> [Task requirements] All that should appear is the run of lines from the one containing "tick they arrive." through the end of the records, each repeated exactly.

[Stored data entries]
***

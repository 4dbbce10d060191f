//! Commands accepted by the simulation engine.

use serde::{Deserialize, Serialize};

use crate::config::SimEnvironment;
use crate::control::ControlIntent;

/// A command queued for processing at the next tick boundary.
#[derive(Debug, Clone, PartialEq, Serialize, Deserialize)]
pub enum SimCommand {
    /// Replace a ship's control intent. The intent persists until the next
    /// `SetIntent` (held keys keep their axes), except for toggle edges,
    /// which are consumed by the orchestrator on the tick they arrive.
    SetIntent { ship_id: u32, intent: ControlIntent },
    /// Replace the per-tick environment. Rejected (logged, previous value
    /// kept) if the new environment fails validation.
    SetEnvironment { env: SimEnvironment },
    Pause,
    Resume,
}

***

> [Worked solution]
    /// which are consumed by the orchestrator on the tick they arrive.
    SetIntent { ship_id: u32, intent: ControlIntent },
    /// Replace the per-tick environment. Rejected (logged, previous value
    /// kept) if the new environment fails validation.
    SetEnvironment { env: SimEnvironment },
    Pause,
    Resume,
}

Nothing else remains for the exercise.